MR-guided radiotherapy (RT) using MR-Linacs is an emerging technology. It allows for real-time tracking of targets and organs-at-risk to deliver RT with high precision. However, the biological effect of a strong magnetic field on cancer cells during RT is not well known, with conflicting data reported in literature. In this study, the effects of a magnetic field during RT on resulting DNA double-stand breaks (DSBs) and cell viability were investigated. Human cancer cells from prostate (PC3), cervix (HeLa), and breast (MCF-7, MB 231, T47D) were cultured used DMEM media with 10% FBS. A Varian CLINAC (Palo Alto, CA, USA) 6 MV beam was used to deliver RT to a 96 well plate. The plate was mounted in a custom 0.21 T magnetic solenoid coil with the magnetic field oriented parallel to the RT beam. DSBs were assessed via γ- H2AX assay: cells were fixed 24 hours post 2 Gy of RT and immunostained with fluorescent γ- H2AX antibody probe, and the number of foci per cell was determined using a Molecular Imaging MetaXpress High Content Imaging Platform (San Jose, CA, USA). Cell viability was determined using Alamar Blue fluorescence assay at 72 hours post RT using calibrated dilution of cells per cell line at 2, 4, 6, and 8 Gy dose. Each RT experiment was done with and without the magnetic field turned on (RT and MRT, respectively). For PC3, fewer cells expressed >6 foci of DSBs under MRT than RT (58% vs 63%, p<0.01. In contrast, more cells demonstrated >6 DSB foci under MRT than RT for HeLa (18% vs 16%, p<0.01), MCF-7 (2.7% vs 0.1%, p<0.001), MB 231 (8.2% vs 1.5%, p<0.001), and T47D (2.3% vs 1.4%, p=0.027).
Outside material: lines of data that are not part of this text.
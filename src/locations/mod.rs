pub mod export;
pub mod inventory;
pub mod model;
pub mod sanitize;
pub mod update;

pub use export::{csv_rows, ReportWriter};
pub use inventory::{export_all, fetch_location_report};
pub use model::{Location, LocationReport, Sublocation, VpnCredential};
pub use sanitize::{sanitize, SanitizedRecord};
pub use update::{SublocationUpdater, UpdateOptions, UpdateSummary};
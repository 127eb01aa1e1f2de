use crate::locations::model::Location;
use crate::utils::errors::{Result, ZiaCliError};
use crate::zia::auth::{Credentials, ZiaAuth};
use crate::zia::executor::{ApiRequest, HttpTransport, RequestExecutor, RetryPolicy, Transport};
use serde_json::{Map, Value};

pub const DEFAULT_PAGE_SIZE: usize = 100;
pub const DEFAULT_MAX_PAGES: usize = 1000;

pub struct ZiaClient<T: Transport = HttpTransport> {
    executor: RequestExecutor<T>,
    base_url: String,
    page_size: usize,
    max_pages: usize,
}

impl ZiaClient<HttpTransport> {
    /// Client over a fresh `reqwest` session
    pub fn connect(base_url: String, policy: RetryPolicy) -> Result<Self> {
        let http = super::create_http_client()?;
        Ok(Self::with_transport(
            HttpTransport::new(http),
            base_url,
            policy,
        ))
    }
}

impl<T: Transport> ZiaClient<T> {
    pub fn with_transport(transport: T, base_url: String, policy: RetryPolicy) -> Self {
        Self {
            executor: RequestExecutor::new(transport, policy),
            base_url: base_url.trim_end_matches('/').to_string(),
            page_size: DEFAULT_PAGE_SIZE,
            max_pages: DEFAULT_MAX_PAGES,
        }
    }

    pub fn with_page_size(mut self, page_size: usize) -> Self {
        self.page_size = page_size.max(1);
        self
    }

    pub fn with_max_pages(mut self, max_pages: usize) -> Self {
        self.max_pages = max_pages.max(1);
        self
    }

    /// Get API base URL
    pub fn base_url(&self) -> &str {
        &self.base_url
    }

    pub fn executor(&self) -> &RequestExecutor<T> {
        &self.executor
    }

    fn url(&self, path: &str) -> String {
        format!("{}/{}", self.base_url, path.trim_start_matches('/'))
    }

    pub async fn login(&self, credentials: &Credentials) -> Result<()> {
        ZiaAuth::new(&self.executor, &self.base_url)
            .login(credentials)
            .await
    }

    pub async fn logout(&self) -> Result<()> {
        ZiaAuth::new(&self.executor, &self.base_url).logout().await
    }

    /// Fetch every page of a collection endpoint.
    ///
    /// Stops on a short page, or on a page identical to the previous one
    /// (a server ignoring `page`). More than `max_pages` pages is an error.
    async fn get_paginated(&self, path: &str) -> Result<Vec<Value>> {
        let mut items = Vec::new();
        let mut previous: Option<Vec<Value>> = None;
        let mut page = 1;

        loop {
            if page > self.max_pages {
                return Err(ZiaCliError::UnexpectedPayload(format!(
                    "{path} returned more than {} full pages",
                    self.max_pages
                )));
            }

            let url = format!(
                "{}?page={page}&pageSize={}",
                self.url(path),
                self.page_size
            );
            let response = self
                .executor
                .execute(&ApiRequest::get(url))
                .await?
                .unwrap_or(Value::Null);

            let batch = super::extract_array(response).ok_or_else(|| {
                ZiaCliError::UnexpectedPayload(format!("{path} page {page} is not a list"))
            })?;
            let count = batch.len();
            tracing::trace!("{path} page {page}: {count} items");

            if previous.as_ref() == Some(&batch) {
                tracing::warn!("{path} page {page} repeats page {}, stopping", page - 1);
                break;
            }

            items.extend(batch.iter().cloned());
            if count < self.page_size {
                break;
            }
            previous = Some(batch);
            page += 1;
        }

        Ok(items)
    }

    /// List all locations; entries without a usable id are skipped
    pub async fn list_locations(&self) -> Result<Vec<Location>> {
        let items = self.get_paginated("locations").await?;
        Ok(items
            .into_iter()
            .filter_map(|item| match serde_json::from_value::<Location>(item) {
                Ok(location) => Some(location),
                Err(e) => {
                    tracing::warn!("Skipping unreadable location entry: {e}");
                    None
                }
            })
            .collect())
    }

    /// Full record of a location or sub-location
    pub async fn get_location(&self, id: i64) -> Result<Map<String, Value>> {
        let response = self
            .executor
            .execute(&ApiRequest::get(self.url(&format!("locations/{id}"))))
            .await?;

        match response {
            Some(Value::Object(record)) => Ok(record),
            Some(Value::Null) | None => Ok(Map::new()),
            Some(other) => Err(ZiaCliError::UnexpectedPayload(format!(
                "location {id} is not an object: {other}"
            ))),
        }
    }

    /// VPN credentials of a location; a missing resource yields an empty list
    pub async fn get_vpn_credentials(&self, location_id: i64) -> Result<Vec<Map<String, Value>>> {
        let request = ApiRequest::get(self.url(&format!("locations/{location_id}/vpnCredentials")))
            .optional();

        match self.executor.execute(&request).await? {
            None => Ok(Vec::new()),
            Some(response) => {
                let items = super::extract_array(response).ok_or_else(|| {
                    ZiaCliError::UnexpectedPayload(format!(
                        "VPN credentials of location {location_id} are not a list"
                    ))
                })?;
                Ok(records(items, "VPN credential"))
            }
        }
    }

    /// All sub-location records of a location, as returned by the API
    pub async fn list_sublocations(&self, location_id: i64) -> Result<Vec<Map<String, Value>>> {
        let items = self
            .get_paginated(&format!("locations/{location_id}/sublocations"))
            .await?;
        Ok(records(items, "sub-location"))
    }

    /// Write back a full location or sub-location record
    pub async fn update_location(&self, id: i64, record: &Map<String, Value>) -> Result<Value> {
        let request = ApiRequest::put(
            self.url(&format!("locations/{id}")),
            Value::Object(record.clone()),
        );
        Ok(self.executor.execute(&request).await?.unwrap_or(Value::Null))
    }

    /// Activate pending configuration changes
    pub async fn activate(&self) -> Result<Value> {
        let request = ApiRequest::post(self.url("status/activate"), None);
        Ok(self.executor.execute(&request).await?.unwrap_or(Value::Null))
    }
}

/// Keep the object entries of a list, dropping anything else
fn records(items: Vec<Value>, what: &str) -> Vec<Map<String, Value>> {
    items
        .into_iter()
        .filter_map(|item| match item {
            Value::Object(record) => Some(record),
            other => {
                tracing::warn!("Skipping {what} entry that is not an object: {other}");
                None
            }
        })
        .collect()
}
//! `changes` accumulator
//!
//! Two time-disjoint partials sum their change counts plus one if the value
//! moved across the boundary. Overlapping partials keep the larger count.

use std::cmp::Ordering;

use serde::{Deserialize, Serialize};

use super::{earliest_sample, latest_sample, payload, sample_cmp, values_differ, Accumulator};
use crate::bucket::RawBucket;
use crate::error::Result;

/// First/last sample and the changes between them
#[derive(Debug, Clone, Copy, PartialEq, Serialize, Deserialize)]
pub struct ChangesPoint {
    /// Earliest sample timestamp (ms)
    pub first_t: i64,
    /// Earliest sample value
    #[serde(with = "super::nan_as_null")]
    pub first_v: f64,
    /// Latest sample timestamp (ms)
    pub last_t: i64,
    /// Latest sample value
    #[serde(with = "super::nan_as_null")]
    pub last_v: f64,
    /// Value changes observed
    pub changes: u64,
}

impl Accumulator for ChangesPoint {
    type Params = ();

    fn from_bucket(bucket: &RawBucket, _: ()) -> Result<Option<Self>> {
        if bucket.doc_count == 0 {
            return Ok(None);
        }
        payload(bucket)
    }

    fn canonical_cmp(&self, other: &Self) -> Ordering {
        sample_cmp((self.first_t, self.first_v), (other.first_t, other.first_v))
            .then_with(|| sample_cmp((self.last_t, self.last_v), (other.last_t, other.last_v)))
            .then_with(|| self.changes.cmp(&other.changes))
    }

    fn merge(&mut self, other: Self, _: ()) {
        let (early, late) = if self.canonical_cmp(&other) == Ordering::Greater {
            (other, *self)
        } else {
            (*self, other)
        };

        let changes = if late.first_t > early.last_t {
            early.changes + late.changes + u64::from(values_differ(early.last_v, late.first_v))
        } else {
            early.changes.max(late.changes)
        };

        let first = earliest_sample((early.first_t, early.first_v), (late.first_t, late.first_v));
        let last = latest_sample((early.last_t, early.last_v), (late.last_t, late.last_v));

        *self = ChangesPoint {
            first_t: first.0,
            first_v: first.1,
            last_t: last.0,
            last_v: last.1,
            changes,
        };
    }

    fn evaluate(&self, _: (), _: i64) -> Option<f64> {
        Some(self.changes as f64)
    }
}

#[cfg(test)]
mod tests {
    use super::*;

    fn partial(first: (i64, f64), last: (i64, f64), changes: u64) -> ChangesPoint {
        ChangesPoint {
            first_t: first.0,
            first_v: first.1,
            last_t: last.0,
            last_v: last.1,
            changes,
        }
    }

    #[test]
    fn test_equal_boundary_adds_nothing() {
        let earlier = partial((0, 3.0), (50, 8.0), 2);
        let later = partial((60, 8.0), (110, 10.0), 2);
        let mut merged = later;
        merged.merge(earlier, ());
        assert_eq!(merged.evaluate((), 0), Some(4.0));
        assert_eq!((merged.first_t, merged.last_t), (0, 110));
    }

    #[test]
    fn test_boundary_change_counts_once() {
        let mut merged = partial((0, 1.0), (10, 1.0), 0);
        merged.merge(partial((20, 2.0), (30, 2.0), 0), ());
        assert_eq!(merged.changes, 1);
    }

    #[test]
    fn test_nan_boundaries() {
        let mut nan_nan = partial((0, 1.0), (10, f64::NAN), 1);
        nan_nan.merge(partial((20, f64::NAN), (30, f64::NAN), 0), ());
        assert_eq!(nan_nan.changes, 1);

        let mut nan_value = partial((0, 1.0), (10, f64::NAN), 1);
        nan_value.merge(partial((20, 4.0), (30, 4.0), 0), ());
        assert_eq!(nan_value.changes, 2);
    }

    #[test]
    fn test_first_sample_tie_takes_larger_value() {
        let low = partial((0, 1.0), (10, 5.0), 1);
        let high = partial((0, 2.0), (10, 5.0), 1);

        let mut merged = low;
        merged.merge(high, ());
        assert_eq!((merged.first_t, merged.first_v), (0, 2.0));
        assert_eq!((merged.last_t, merged.last_v), (10, 5.0));

        let mut reversed = high;
        reversed.merge(low, ());
        assert_eq!(reversed, merged);
    }

    #[test]
    fn test_overlap_takes_larger_count() {
        let mut merged = partial((0, 1.0), (50, 3.0), 2);
        merged.merge(partial((20, 2.0), (50, 3.0), 1), ());
        assert_eq!(merged.changes, 2);
        assert_eq!(merged.first_t, 0);
    }
}
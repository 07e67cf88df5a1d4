//! Series-Identity Cache
//!
//! Resolves a selector to the fingerprints ("tsids") of the series it
//! matches, remembering the time range each resolution is valid for.
//!
//! For a window `[start, end]` and a cached entry the cache picks one of:
//!
//! | Situation | Action |
//! |---|---|
//! | no entry, stale entry, full-refresh interval elapsed, disjoint window | full rebuild |
//! | window inside `[StartTime, EndTime]` | pure read |
//! | head before `StartTime` | fetch the head only |
//! | tail after `EndTime`, `EndTime` close to now | extend `EndTime` without fetching |
//! | tail after `EndTime`, older | fetch the tail only |
//!
//! An entry is stale when it was refreshed before the last update of its
//! model. Requests with extra filters never read or write the cache;
//! previews read but never write. Updates are computed in full before they
//! are stored, so a failed fetch leaves the previous entry intact.

use std::collections::HashMap;
use std::sync::Arc;

use dashmap::DashMap;
use serde_json::Value;
use tracing::debug;

use crate::backend::{tsid_after, Clock, RequestBuilder, RequestSpec, SearchClient};
use crate::bucket;
use crate::config::Config;
use crate::error::Result;
use crate::metrics;
use crate::models::ModelRegistry;
use crate::promql::VectorSelector;
use crate::types::{fingerprint, Labels, Query, Tsid, LABELS_STR_FIELD, TSID_FIELD};

/// Fingerprints known for one (model, selector) pair
#[derive(Debug, Clone, PartialEq)]
pub struct TsidData {
    /// Sorted, deduplicated fingerprints
    pub tsids: Vec<Tsid>,
    /// Labels per fingerprint
    pub tsids_map: HashMap<Tsid, Labels>,
    /// Start of the range the set is valid for (ms)
    pub start_time: i64,
    /// End of the range the set is valid for (ms)
    pub end_time: i64,
    /// Last incremental refresh (ms)
    pub refresh_time: i64,
    /// Last full rebuild (ms)
    pub full_refresh_time: i64,
}

impl TsidData {
    fn new(start_time: i64, end_time: i64, now: i64) -> Self {
        Self {
            tsids: Vec::new(),
            tsids_map: HashMap::new(),
            start_time,
            end_time,
            refresh_time: now,
            full_refresh_time: now,
        }
    }

    /// Whether `[start, end]` lies inside the valid range
    pub fn covers(&self, start: i64, end: i64) -> bool {
        start >= self.start_time && end <= self.end_time
    }

    /// Number of fingerprints
    pub fn len(&self) -> usize {
        self.tsids.len()
    }

    /// Whether no series is known
    pub fn is_empty(&self) -> bool {
        self.tsids.is_empty()
    }

    fn absorb(&mut self, found: Vec<(Tsid, Labels)>) {
        for (tsid, labels) in found {
            self.tsids_map.entry(tsid).or_insert(labels);
        }
        self.tsids = self.tsids_map.keys().cloned().collect();
        self.tsids.sort();
    }
}

/// How a resolution was served
#[derive(Debug, Clone, Copy, PartialEq, Eq)]
pub enum CacheOutcome {
    /// Served from the cache as is
    Hit,
    /// Tail gap within tolerance closed without a fetch
    Extended,
    /// Uncovered head and/or tail fetched and merged
    Incremental,
    /// Rebuilt from scratch
    Full,
    /// Cache not consulted
    Bypass,
}

impl CacheOutcome {
    /// Metric label
    pub fn as_str(&self) -> &'static str {
        match self {
            CacheOutcome::Hit => "hit",
            CacheOutcome::Extended => "extend",
            CacheOutcome::Incremental => "incremental",
            CacheOutcome::Full => "full",
            CacheOutcome::Bypass => "bypass",
        }
    }
}

/// Result of [`TsidCache::resolve`]
#[derive(Debug, Clone)]
pub struct Resolved {
    /// Fingerprints valid for the window
    pub data: Arc<TsidData>,
    /// How they were obtained
    pub outcome: CacheOutcome,
}

enum Plan {
    Hit,
    Extend,
    Incremental { head: Option<(i64, i64)>, tail: Option<(i64, i64)> },
    Full,
}

/// Process-wide series identity cache
pub struct TsidCache {
    builder: Arc<dyn RequestBuilder>,
    client: Arc<dyn SearchClient>,
    models: Arc<ModelRegistry>,
    clock: Arc<dyn Clock>,
    entries: DashMap<String, Arc<TsidData>>,
    page_size: usize,
    max_series: usize,
    full_refresh_interval_ms: i64,
    tail_tolerance_ms: i64,
}

impl TsidCache {
    /// Create an empty cache
    pub fn new(
        builder: Arc<dyn RequestBuilder>,
        client: Arc<dyn SearchClient>,
        models: Arc<ModelRegistry>,
        clock: Arc<dyn Clock>,
        config: &Config,
    ) -> Self {
        Self {
            builder,
            client,
            models,
            clock,
            entries: DashMap::new(),
            page_size: config.query.tsid_page_size.max(1),
            max_series: config.query.max_series,
            full_refresh_interval_ms: config.cache.tsid_full_refresh_interval_ms(),
            tail_tolerance_ms: config.cache.tsid_tail_tolerance_ms,
        }
    }

    /// Cache key of a selector within a model
    pub fn cache_key(model_id: Option<&str>, selector: &VectorSelector) -> String {
        let serialized = serde_json::to_string(selector).unwrap_or_else(|_| format!("{:?}", selector));
        format!("{}:{}", model_id.unwrap_or(""), fingerprint(&serialized))
    }

    /// Cached entry, if any
    pub fn entry(&self, model_id: Option<&str>, selector: &VectorSelector) -> Option<Arc<TsidData>> {
        self.entries
            .get(&Self::cache_key(model_id, selector))
            .map(|e| Arc::clone(e.value()))
    }

    /// Fingerprints of the series `selector` matches within the query window
    ///
    /// `indices` are the fingerprint-indexed indices to list from and `must`
    /// any group-level filter clauses.
    pub async fn resolve(
        &self,
        selector: &VectorSelector,
        query: &Query,
        indices: &[String],
        must: &[Value],
    ) -> Result<Resolved> {
        let (start, end) = (query.start, query.end);
        let now = self.clock.now_ms();

        if !query.filters.is_empty() {
            let mut data = TsidData::new(start, end, now);
            data.absorb(self.fetch(selector, query, start, end, indices, must).await?);
            return Ok(self.finish(Arc::new(data), CacheOutcome::Bypass, selector));
        }

        let key = Self::cache_key(query.model_id.as_deref(), selector);
        let cached = self.entries.get(&key).map(|e| Arc::clone(e.value()));
        let plan = match &cached {
            Some(entry) => self.plan(entry, query, now),
            None => Plan::Full,
        };

        let (data, outcome) = match (plan, cached) {
            (Plan::Hit, Some(entry)) => return Ok(self.finish(entry, CacheOutcome::Hit, selector)),
            (Plan::Extend, Some(entry)) => {
                let mut data = (*entry).clone();
                data.end_time = end;
                (data, CacheOutcome::Extended)
            },
            (Plan::Incremental { head, tail }, Some(entry)) => {
                let mut data = (*entry).clone();
                if let Some((from, to)) = head {
                    data.absorb(self.fetch(selector, query, from, to, indices, must).await?);
                    data.start_time = from;
                }
                if let Some((from, to)) = tail {
                    data.absorb(self.fetch(selector, query, from, to, indices, must).await?);
                    data.end_time = to;
                }
                data.refresh_time = now;
                (data, CacheOutcome::Incremental)
            },
            _ => {
                let mut data = TsidData::new(start, end, now);
                data.absorb(self.fetch(selector, query, start, end, indices, must).await?);
                (data, CacheOutcome::Full)
            },
        };

        let data = Arc::new(data);
        if query.is_cacheable() {
            self.entries.insert(key, Arc::clone(&data));
        }
        Ok(self.finish(data, outcome, selector))
    }

    fn plan(&self, entry: &TsidData, query: &Query, now: i64) -> Plan {
        let stale = query
            .model_id
            .as_deref()
            .and_then(|m| self.models.last_update(m))
            .is_some_and(|updated| entry.refresh_time < updated);
        let expired = now - entry.full_refresh_time >= self.full_refresh_interval_ms;
        let disjoint = query.end < entry.start_time || query.start > entry.end_time;
        if stale || expired || disjoint {
            return Plan::Full;
        }

        if entry.covers(query.start, query.end) {
            return Plan::Hit;
        }

        let head = (query.start < entry.start_time).then_some((query.start, entry.start_time));
        let tail_gap = query.end > entry.end_time;
        let tail_recent = entry.end_time >= now - self.tail_tolerance_ms;

        match (head, tail_gap) {
            (None, true) if tail_recent => Plan::Extend,
            (head, true) if !tail_recent => Plan::Incremental {
                head,
                tail: Some((entry.end_time, query.end)),
            },
            (head, _) => {
                // A recent tail gap rides along with the head fetch
                let tail = (tail_gap && head.is_some()).then_some((entry.end_time, query.end));
                Plan::Incremental { head, tail }
            },
        }
    }

    fn finish(&self, data: Arc<TsidData>, outcome: CacheOutcome, selector: &VectorSelector) -> Resolved {
        metrics::record_tsid_cache(outcome.as_str());
        debug!(
            metric = %selector.metric,
            outcome = outcome.as_str(),
            series = data.len(),
            start = data.start_time,
            end = data.end_time,
            "Resolved series identities"
        );
        Resolved { data, outcome }
    }

    async fn fetch(
        &self,
        selector: &VectorSelector,
        query: &Query,
        start: i64,
        end: i64,
        indices: &[String],
        must: &[Value],
    ) -> Result<Vec<(Tsid, Labels)>> {
        let group_by = vec![TSID_FIELD.to_string(), LABELS_STR_FIELD.to_string()];
        let mut found = Vec::new();
        let mut offset: Option<Tsid> = None;

        loop {
            let mut clauses: Vec<Value> = must.to_vec();
            clauses.extend(query.filters.iter().cloned());
            if let Some(after) = &offset {
                clauses.push(tsid_after(after));
            }

            let request = self.builder.build(&RequestSpec {
                selector: selector.clone(),
                start,
                end,
                group_by: group_by.clone(),
                aggregation: None,
                interval: None,
                offset: 0,
                must: clauses,
                tsid_path: true,
                size: Some(self.page_size),
            })?;
            let body = self.client.execute(&request, indices, None, None).await?;
            let page = bucket::decode(&body, &group_by)?;
            if page.is_empty() {
                break;
            }

            offset = page.iter().filter_map(|s| s.tsid.clone()).max();
            for series in page {
                if let Some(tsid) = series.tsid {
                    found.push((tsid, series.labels));
                }
            }
            if found.len() >= self.max_series || offset.is_none() {
                break;
            }
        }

        found.truncate(self.max_series);
        debug!(start, end, series = found.len(), "Listed series fingerprints");
        Ok(found)
    }
}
Cell viability following 2 - 8 Gy of radiation for all cell lines demonstrated no significant difference between MRT or RT. Preliminary results suggest differences in the quantity of DSBs were observed under MRT vs RT at 24 hours post-2Gy RT with a 0.21 T field, with a less proliferative cell line (PC3) demonstrating lower DSBs under MRT than RT, and the other highly proliferative cell lines showing the opposite trend. This did not manifest in altered cell viability under the doses of RT or magnetic field strength tested. Future studies aimed at exploring differing biological effects under different magnetic field strengths and cell lines should be explored.